### Task objective:
Produce an exact copy of the lines below, starting at the first and ending with the line containing "pub enum OrderError".
++++ Source data ++++
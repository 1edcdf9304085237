//! The order service: validation, pricing, and the atomic write path.

use thiserror::Error;
use tracing::instrument;

use aether_core::{CustomerId, DomainError, OrderId, ProductId, TenantId};
use aether_inventory::LedgerError;
use aether_orders::{price_order, LineItem, OrderDetails, OrderSummary};

use crate::store::{OrderStore, StoreError};

/// Outcome taxonomy of the order operations.
#[derive(Debug, Clone, PartialEq, Eq, Error)]
pub enum OrderError {
    /// The request was malformed (empty item list, non-positive quantity,
    /// negative price). Rejected before any transaction opens.
    #[error(transparent)]
    Validation(#[from] DomainError),

    /// One or more items could not be reserved: not enough stock, or the
    /// product does not exist for this tenant. The whole transaction was
    /// rolled back; nothing changed. A terminal business outcome, not a
    /// transient fault.
    #[error("stock unavailable for product {product_id}")]
    StockUnavailable { product_id: ProductId },

    /// The referenced customer or order does not exist.
    #[error("not found")]
    NotFound,

    /// Underlying storage failure. The transaction was rolled back, so the
    /// whole call is safe to retry.
    #[error("persistence failure: {0}")]
    Persistence(String),
}

impl From<StoreError> for OrderError {
    fn from(err: StoreError) -> Self {
        match err {
            StoreError::Stock(LedgerError::InsufficientStock { product_id })
            | StoreError::Stock(LedgerError::NotFound { product_id }) => {
                OrderError::StockUnavailable { product_id }
            }
            StoreError::CustomerNotFound | StoreError::OrderNotFound => OrderError::NotFound,
            StoreError::Storage(msg) => OrderError::Persistence(msg),
        }
    }
}

/// Orchestrates order creation and the order read paths.
#[derive(Debug, Clone)]
pub struct OrderService<S> {
    store: S,
}

impl<S: OrderStore> OrderService<S> {
    pub fn new(store: S) -> Self {
        Self { store }
    }

    /// Create an order from a customer's line items.
    ///
    /// Totals are computed up front with exact arithmetic; the store then
    /// decrements stock and writes the header and item rows as one unit of
    /// work. Either the order exists with all its items and every decrement
    /// applied, or nothing happened at all.
    #[instrument(
        skip(self, items),
        fields(tenant_id = %tenant_id, customer_id = %customer_id, item_count = items.len()),
        err
    )]
    pub async fn create_order(
        &self,
        tenant_id: TenantId,
        customer_id: CustomerId,
        items: &[LineItem],
    ) -> Result<OrderId, OrderError> {
        let priced = price_order(items)?;

        let order_id = self
            .store
            .create_order(tenant_id, customer_id, &priced)
            .await?;

        tracing::info!(order_id = %order_id, total_amount = %priced.total_amount, "order created");
        Ok(order_id)
    }

    /// All orders of a tenant, newest first. Read-only; never mutates state.
    #[instrument(skip(self), fields(tenant_id = %tenant_id), err)]
    pub async fn list_orders(&self, tenant_id: TenantId) -> Result<Vec<OrderSummary>, OrderError> {
        Ok(self.store.list_orders(tenant_id).await?)
    }

    /// Detail view of one order. Read-only; fails with
    /// [`OrderError::NotFound`] for an unknown order id.
    #[instrument(skip(self), fields(order_id = %order_id), err)]
    pub async fn get_order_details(&self, order_id: OrderId) -> Result<OrderDetails, OrderError> {
        let items = self.store.get_order_items(order_id).await?;
        Ok(OrderDetails { items })
    }
}
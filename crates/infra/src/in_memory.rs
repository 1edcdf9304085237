//! In-memory order store.
//!
//! Intended for tests/dev. The whole state sits behind one `RwLock`;
//! `create_order` validates every line under the write guard before mutating
//! anything, so the exactly-one-wins guarantee for competing decrements
//! holds here just as it does under row-level locking in Postgres.

use std::collections::HashMap;
use std::sync::RwLock;

use async_trait::async_trait;
use chrono::{DateTime, Utc};

use aether_core::{CustomerId, Money, OrderId, ProductId, TenantId};
use aether_inventory::{LedgerError, StockLevel};
use aether_orders::{OrderItemView, OrderStatus, OrderSummary, PricedLine, PricedOrder};

use crate::store::{OrderStore, StoreError};

#[derive(Debug, Clone)]
struct ProductEntry {
    tenant_id: TenantId,
    name: String,
    stock: StockLevel,
}

#[derive(Debug, Clone)]
struct CustomerEntry {
    tenant_id: TenantId,
    name: String,
}

#[derive(Debug, Clone)]
struct OrderRow {
    id: OrderId,
    tenant_id: TenantId,
    customer_id: CustomerId,
    total_amount: Money,
    status: OrderStatus,
    created_at: DateTime<Utc>,
}

#[derive(Debug, Default)]
struct State {
    products: HashMap<ProductId, ProductEntry>,
    customers: HashMap<CustomerId, CustomerEntry>,
    orders: Vec<OrderRow>,
    items: HashMap<OrderId, Vec<PricedLine>>,
}

#[derive(Debug, Default)]
pub struct InMemoryOrderStore {
    state: RwLock<State>,
}

impl InMemoryOrderStore {
    pub fn new() -> Self {
        Self::default()
    }

    /// Seed a product with stock on hand.
    pub fn add_product(
        &self,
        tenant_id: TenantId,
        product_id: ProductId,
        name: impl Into<String>,
        stock: StockLevel,
    ) {
        if let Ok(mut state) = self.state.write() {
            state.products.insert(
                product_id,
                ProductEntry {
                    tenant_id,
                    name: name.into(),
                    stock,
                },
            );
        }
    }

    /// Seed a customer.
    pub fn add_customer(
        &self,
        tenant_id: TenantId,
        customer_id: CustomerId,
        name: impl Into<String>,
    ) {
        if let Ok(mut state) = self.state.write() {
            state.customers.insert(
                customer_id,
                CustomerEntry {
                    tenant_id,
                    name: name.into(),
                },
            );
        }
    }

    /// Current stock of a product, if it exists.
    pub fn stock_of(&self, product_id: ProductId) -> Option<i64> {
        let state = self.state.read().ok()?;
        state.products.get(&product_id).map(|p| p.stock.units())
    }

    /// Total number of persisted orders, across all tenants.
    pub fn order_count(&self) -> usize {
        self.state.read().map(|s| s.orders.len()).unwrap_or(0)
    }
}

#[async_trait]
impl OrderStore for InMemoryOrderStore {
    async fn create_order(
        &self,
        tenant_id: TenantId,
        customer_id: CustomerId,
        order: &PricedOrder,
    ) -> Result<OrderId, StoreError> {
        let mut state = self
            .state
            .write()
            .map_err(|_| StoreError::Storage("lock poisoned".to_string()))?;

        match state.customers.get(&customer_id) {
            Some(c) if c.tenant_id == tenant_id => {}
            _ => return Err(StoreError::CustomerNotFound),
        }

        // Validate every decrement before applying any, so a failing line
        // leaves the earlier ones untouched.
        for line in &order.lines {
            let product_id = line.product_id;
            match state.products.get(&product_id) {
                None => return Err(LedgerError::NotFound { product_id }.into()),
                Some(p) if p.tenant_id != tenant_id => {
                    return Err(LedgerError::NotFound { product_id }.into());
                }
                Some(p) if !p.stock.can_satisfy(i64::from(line.quantity)) => {
                    return Err(LedgerError::InsufficientStock { product_id }.into());
                }
                Some(_) => {}
            }
        }

        for line in &order.lines {
            let entry = state
                .products
                .get_mut(&line.product_id)
                .ok_or(LedgerError::NotFound {
                    product_id: line.product_id,
                })?;
            entry.stock = entry
                .stock
                .checked_decrement(i64::from(line.quantity))
                .ok_or(LedgerError::InsufficientStock {
                    product_id: line.product_id,
                })?;
        }

        let order_id = OrderId::new();
        state.orders.push(OrderRow {
            id: order_id,
            tenant_id,
            customer_id,
            total_amount: order.total_amount,
            status: OrderStatus::Completed,
            created_at: Utc::now(),
        });
        state.items.insert(order_id, order.lines.clone());

        Ok(order_id)
    }

    async fn list_orders(&self, tenant_id: TenantId) -> Result<Vec<OrderSummary>, StoreError> {
        let state = self
            .state
            .read()
            .map_err(|_| StoreError::Storage("lock poisoned".to_string()))?;

        // Orders are appended in creation order; reverse for newest-first.
        Ok(state
            .orders
            .iter()
            .rev()
            .filter(|o| o.tenant_id == tenant_id)
            .map(|o| OrderSummary {
                id: o.id,
                customer_name: state
                    .customers
                    .get(&o.customer_id)
                    .map(|c| c.name.clone())
                    .unwrap_or_default(),
                total_amount: o.total_amount,
                status: o.status,
                created_at: o.created_at,
            })
            .collect())
    }

    async fn get_order_items(&self, order_id: OrderId) -> Result<Vec<OrderItemView>, StoreError> {
        let state = self
            .state
            .read()
            .map_err(|_| StoreError::Storage("lock poisoned".to_string()))?;

        let Some(lines) = state.items.get(&order_id) else {
            return Err(StoreError::OrderNotFound);
        };

        Ok(lines
            .iter()
            .map(|line| OrderItemView {
                product_name: state
                    .products
                    .get(&line.product_id)
                    .map(|p| p.name.clone())
                    .unwrap_or_default(),
                quantity: line.quantity,
                unit_price: line.unit_price,
                line_total: line.line_total,
            })
            .collect())
    }
}
//! Error taxonomy for the API service
//!
//! Every core operation fails fast with the most specific variant. Handlers
//! return `ApiError` directly; the `IntoResponse` impl maps each variant to
//! its HTTP status with a JSON `{"error": ...}` body.

use axum::{
    Json,
    http::StatusCode,
    response::{IntoResponse, Response},
};
use serde_json::json;
use thiserror::Error;

/// Error type shared by the repositories and route handlers
#[derive(Error, Debug)]
pub enum ApiError {
    /// Referenced ride/request/user does not exist
    #[error("{0} not found")]
    NotFound(&'static str),

    /// Caller is not the authorized actor for the operation
    #[error("Forbidden")]
    Forbidden,

    /// A passenger acting on their own ride
    #[error("Cannot request to join your own ride")]
    SelfReference,

    /// Operation not valid for the entity's current status
    #[error("Invalid state: {0}")]
    InvalidState(&'static str),

    /// Uniqueness violation (duplicate request, duplicate feedback)
    #[error("Conflict: {0}")]
    Conflict(&'static str),

    /// Business rule not met independent of the state machine
    #[error("Precondition failed: {0}")]
    PreconditionFailed(&'static str),

    /// Missing or invalid credentials
    #[error("Unauthorized")]
    Unauthorized,

    /// Malformed input rejected at the boundary
    #[error("Bad request: {0}")]
    BadRequest(String),

    /// Store or transport failure, surfaced as a generic failure
    #[error("Internal server error")]
    Internal,
}

impl From<sqlx::Error> for ApiError {
    fn from(err: sqlx::Error) -> Self {
        tracing::error!("Database error: {}", err);
        ApiError::Internal
    }
}

impl IntoResponse for ApiError {
    fn into_response(self) -> Response {
        let status = match &self {
            ApiError::NotFound(_) => StatusCode::NOT_FOUND,
            ApiError::Forbidden | ApiError::SelfReference => StatusCode::FORBIDDEN,
            ApiError::InvalidState(_) | ApiError::Conflict(_) => StatusCode::CONFLICT,
            ApiError::PreconditionFailed(_) => StatusCode::PRECONDITION_FAILED,
            ApiError::Unauthorized => StatusCode::UNAUTHORIZED,
            ApiError::BadRequest(_) => StatusCode::BAD_REQUEST,
            ApiError::Internal => StatusCode::INTERNAL_SERVER_ERROR,
        };

        let body = Json(json!({
            "error": self.to_string(),
        }));

        (status, body).into_response()
    }
}

/// Type alias for API results
pub type ApiResult<T> = Result<T, ApiError>;

/// Map a sqlx error, turning a unique-constraint violation into `Conflict`
pub fn conflict_on_unique(err: sqlx::Error, what: &'static str) -> ApiError {
    if let sqlx::Error::Database(db_err) = &err {
        if db_err.is_unique_violation() {
            return ApiError::Conflict(what);
        }
    }
    ApiError::from(err)
}

#[cfg(test)]
mod tests {
    use super::*;

    #[test]
    fn test_status_code_mapping() {
        let cases = [
            (ApiError::NotFound("ride"), StatusCode::NOT_FOUND),
            (ApiError::Forbidden, StatusCode::FORBIDDEN),
            (ApiError::SelfReference, StatusCode::FORBIDDEN),
            (
                ApiError::InvalidState("ride is not open"),
                StatusCode::CONFLICT,
            ),
            (
                ApiError::Conflict("request already exists"),
                StatusCode::CONFLICT,
            ),
            (
                ApiError::PreconditionFailed("vehicle registration required"),
                StatusCode::PRECONDITION_FAILED,
            ),
            (ApiError::Unauthorized, StatusCode::UNAUTHORIZED),
            (ApiError::Internal, StatusCode::INTERNAL_SERVER_ERROR),
        ];

        for (err, expected) in cases {
            let response = err.into_response();
            assert_eq!(response.status(), expected);
        }
    }
}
++++
### Result:
repository 1edcdf9304085237
//! The order service: validation, pricing, and the atomic write path.

use thiserror::Error;
use tracing::instrument;

use aether_core::{CustomerId, DomainError, OrderId, ProductId, TenantId};
use aether_inventory::LedgerError;
use aether_orders::{price_order, LineItem, OrderDetails, OrderSummary};

use crate::store::{OrderStore, StoreError};

/// Outcome taxonomy of the order operations.
#[derive(Debug, Clone, PartialEq, Eq, Error)]
pub enum OrderError {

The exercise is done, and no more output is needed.